U.S. Seventh Circuit case about the copyrightability of scientific data

Ho v. Taflove is a Seventh Circuit case about the copyrightability of scientific data. In 2011, the Seventh Circuit affirmed a 2009 decision of the United States District Court for the Northern District of Illinois holding that the expression of ideas can be copyrighted but not the ideas themselves (the idea-expression divide).

The plaintiffs alleged that the defendants violated the copyright law of the United States by publishing equations, figures, and text from research materials that the plaintiffs had produced. They also alleged that Illinois state laws were violated by publication of the materials. The district court granted summary judgment against the plaintiffs.
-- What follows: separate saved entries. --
//! The reference remote server.

use crate::config::ServerConfig;
use crate::error::ServerResult;
use crate::handler::RequestHandler;
use crate::records::{RecordStore, ServerRecord};
use chrono::{DateTime, Utc};
use odsync_protocol::{ItemType, Payload, RemoteResponse};
use odsync_storage::KeyValueStore;
use std::sync::atomic::{AtomicU64, Ordering};
use std::sync::Arc;

/// The reference remote server.
///
/// Holds the authoritative copy of every record and answers client
/// writes with accept or conflict. Each call waits out the configured
/// latency first, so callers see it as a slow remote.
///
/// # Example
///
/// ```
/// use odsync_server::{RemoteServer, ServerConfig};
///
/// let server = RemoteServer::new(ServerConfig::default());
/// assert_eq!(server.record_count(), 0);
///
/// // In an application, an engine remote adapter calls
/// // server.handle_create(), handle_update() and handle_delete()
/// ```
pub struct RemoteServer {
    config: ServerConfig,
    handler: RequestHandler,
    requests: AtomicU64,
}

impl RemoteServer {
    /// Creates a memory-only server.
    pub fn new(config: ServerConfig) -> Self {
        Self::with_records(config, Arc::new(RecordStore::new()))
    }

    /// Opens a server whose records persist in `store`.
    ///
    /// # Errors
    ///
    /// Returns an error if the persisted records cannot be loaded.
    pub fn open(config: ServerConfig, store: Arc<dyn KeyValueStore>) -> ServerResult<Self> {
        Ok(Self::with_records(
            config,
            Arc::new(RecordStore::with_backing(store)?),
        ))
    }

    /// Creates a server over an existing record store.
    pub fn with_records(config: ServerConfig, records: Arc<RecordStore>) -> Self {
        let handler = RequestHandler::new(config.clone(), records);
        Self {
            config,
            handler,
            requests: AtomicU64::new(0),
        }
    }

    /// Returns the configuration.
    pub fn config(&self) -> &ServerConfig {
        &self.config
    }

    /// Handles a create.
    pub async fn handle_create(
        &self,
        item_type: ItemType,
        item_id: &str,
        payload: &Payload,
        local_timestamp: DateTime<Utc>,
    ) -> ServerResult<RemoteResponse> {
        self.enter().await;
        self.handler
            .handle_create(item_type, item_id, payload, local_timestamp)
    }

    /// Handles a partial update.
    pub async fn handle_update(
        &self,
        item_type: ItemType,
        item_id: &str,
        payload: &Payload,
        local_timestamp: DateTime<Utc>,
    ) -> ServerResult<RemoteResponse> {
        self.enter().await;
        self.handler
            .handle_update(item_type, item_id, payload, local_timestamp)
    }

    /// Handles a delete. Deleting an unknown record succeeds.
    pub async fn handle_delete(&self, item_type: ItemType, item_id: &str) -> ServerResult<()> {
        self.enter().await;
        self.handler.handle_delete(item_type, item_id)?;
        Ok(())
    }

    /// Writes a record directly, as another client would have.
    ///
    /// Skips version checks. Used to seed state and to simulate
    /// concurrent edits.
    pub fn insert_record(&self, record: ServerRecord) -> ServerResult<()> {
        self.handler.records().put(record)
    }

    /// Returns the current record for an entity.
    pub fn record(&self, item_type: ItemType, item_id: &str) -> Option<ServerRecord> {
        self.handler.records().get(item_type, item_id)
    }

    /// Returns every record of one kind, ordered by id.
    pub fn records(&self, item_type: ItemType) -> Vec<ServerRecord> {
        self.handler.records().records(item_type)
    }

    /// Returns the number of records held.
    pub fn record_count(&self) -> usize {
        self.handler.records().len()
    }

    /// Returns the number of requests handled.
    pub fn request_count(&self) -> u64 {
        self.requests.load(Ordering::Relaxed)
    }

    /// Flushes persisted records.
    pub fn flush(&self) -> ServerResult<()> {
        self.handler.records().flush()
    }

    async fn enter(&self) {
        self.requests.fetch_add(1, Ordering::Relaxed);
        if !self.config.latency.is_zero() {
            tokio::time::sleep(self.config.latency).await;
        }
    }
}

impl std::fmt::Debug for RemoteServer {
    fn fmt(&self, f: &mut std::fmt::Formatter<'_>) -> std::fmt::Result {
        f.debug_struct("RemoteServer")
            .field("config", &self.config)
            .field("records", &self.record_count())
            .field("requests", &self.request_count())
            .finish()
    }
}

#[cfg(test)]
mod tests {
    use super::*;
    use odsync_storage::InMemoryStore;
    use serde_json::json;
    use std::time::Duration;

    fn request_payload(reason: &str) -> Payload {
        let mut payload = Payload::new();
        payload.insert("reason".into(), json!(reason));
        payload
    }

    #[test]
    fn server_lifecycle() {
        let server = RemoteServer::new(ServerConfig::default());
        assert_eq!(server.record_count(), 0);
        assert_eq!(server.request_count(), 0);
    }

    #[tokio::test]
    async fn full_write_flow() {
        let server = RemoteServer::new(ServerConfig::default());
        let t0 = Utc::now();

        // 1. Create
        let response = server
            .handle_create(ItemType::Request, "req-1", &request_payload("symposium"), t0)
            .await
            .unwrap();
        assert!(response.is_accepted());

        // 2. Someone else edits later
        let later = t0 + chrono::Duration::minutes(30);
        server
            .insert_record(ServerRecord::new(
                ItemType::Request,
                "req-1",
                request_payload("workshop"),
                later,
            ))
            .unwrap();

        // 3. Our older edit now conflicts
        let response = server
            .handle_update(ItemType::Request, "req-1", &request_payload("seminar"), t0)
            .await
            .unwrap();
        assert!(!response.is_accepted());

        // 4. Delete
        server.handle_delete(ItemType::Request, "req-1").await.unwrap();
        server.handle_delete(ItemType::Request, "req-1").await.unwrap();
        assert!(server.record(ItemType::Request, "req-1").is_none());
        assert_eq!(server.request_count(), 4);
    }

    #[tokio::test(start_paused = true)]
    async fn latency_delays_requests() {
        let server = RemoteServer::new(
            ServerConfig::default().with_latency(Duration::from_millis(500)),
        );
        let start = tokio::time::Instant::now();
        server
            .handle_update(ItemType::Profile, "user-1", &request_payload("x"), Utc::now())
            .await
            .unwrap();
        assert!(start.elapsed() >= Duration::from_millis(500));
    }

    #[tokio::test]
    async fn persisted_records_reload() {
        let store: Arc<dyn KeyValueStore> = Arc::new(InMemoryStore::new());
        let server = RemoteServer::open(ServerConfig::default(), store.clone()).unwrap();
        server
            .handle_create(ItemType::Request, "req-1", &request_payload("symposium"), Utc::now())
            .await
            .unwrap();
        drop(server);

        let reopened = RemoteServer::open(ServerConfig::default(), store).unwrap();
        let records = reopened.records(ItemType::Request);
        assert_eq!(records.len(), 1);
        assert_eq!(records[0].data["status"], json!("pending"));
    }
}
The appeals court confirmed the judgment, concluding that the research materials were unprotectable ideas under the merger doctrine of copyright law, and that the claims of state law violations had no merit and were superseded by the Copyright Act.

==Background==
Seng-Tiong Ho and Allen Taflove were professors of engineering at Northwestern University, where Yingyan Huang and Shi-Hui Chang were graduate students. The plaintiffs, Ho and Huang, alleged that in 1998 Ho formulated a "4-level, 2-electron atomic model with the Pauli exclusion principle for simulating the dynamics of active media in a photonic device." Within a year Ho had completed the mathematical derivations of his model, notes and equations of which were hand-written in about sixty-nine pages. With permission from Ho, Huang briefly mentioned some results from the research in a conference paper published in 2001, and published the results in full in her 2002 master's thesis.

The plaintiffs alleged that Ho gave another of his graduate students, Shi-Hui Chang, the task of creating a computer simulation of the model, giving him both access to Ho's handwritten texts and experience working with the model. Due to programming errors, Chang could not simulate the model. In 2002, Chang left Ho's research group and joined that of Taflove. In 2003 and 2004, Taflove and Chang submitted, and subsequently published, two articles directly related to the model. Some figures in Huang's master's thesis were included in these publications. The defendants did not attribute any published content to plaintiffs.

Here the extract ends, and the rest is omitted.